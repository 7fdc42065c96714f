//! Natural-language Q&A over datasets.
//!
//! Questions route through a fixed intent table to sections of the full
//! analysis, so the same question over the same data always yields the
//! same answer. An optional enricher rewords prose only.

mod engine;
mod intent;

pub use engine::{AnalystAnswer, ChartPayload, QaEngine};
pub use intent::{classify_intent, QueryIntent};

┄┄┄┄┄┄┄┄┄┄

● WHAT THE TASK ASKS: Return exactly the run of lines that opens with the one containing "mod intent;" and closes with the last line of the records above.

● RESULT OF THE TASK:
mod intent;

pub use engine::{AnalystAnswer, ChartPayload, QaEngine};
pub use intent::{classify_intent, QueryIntent};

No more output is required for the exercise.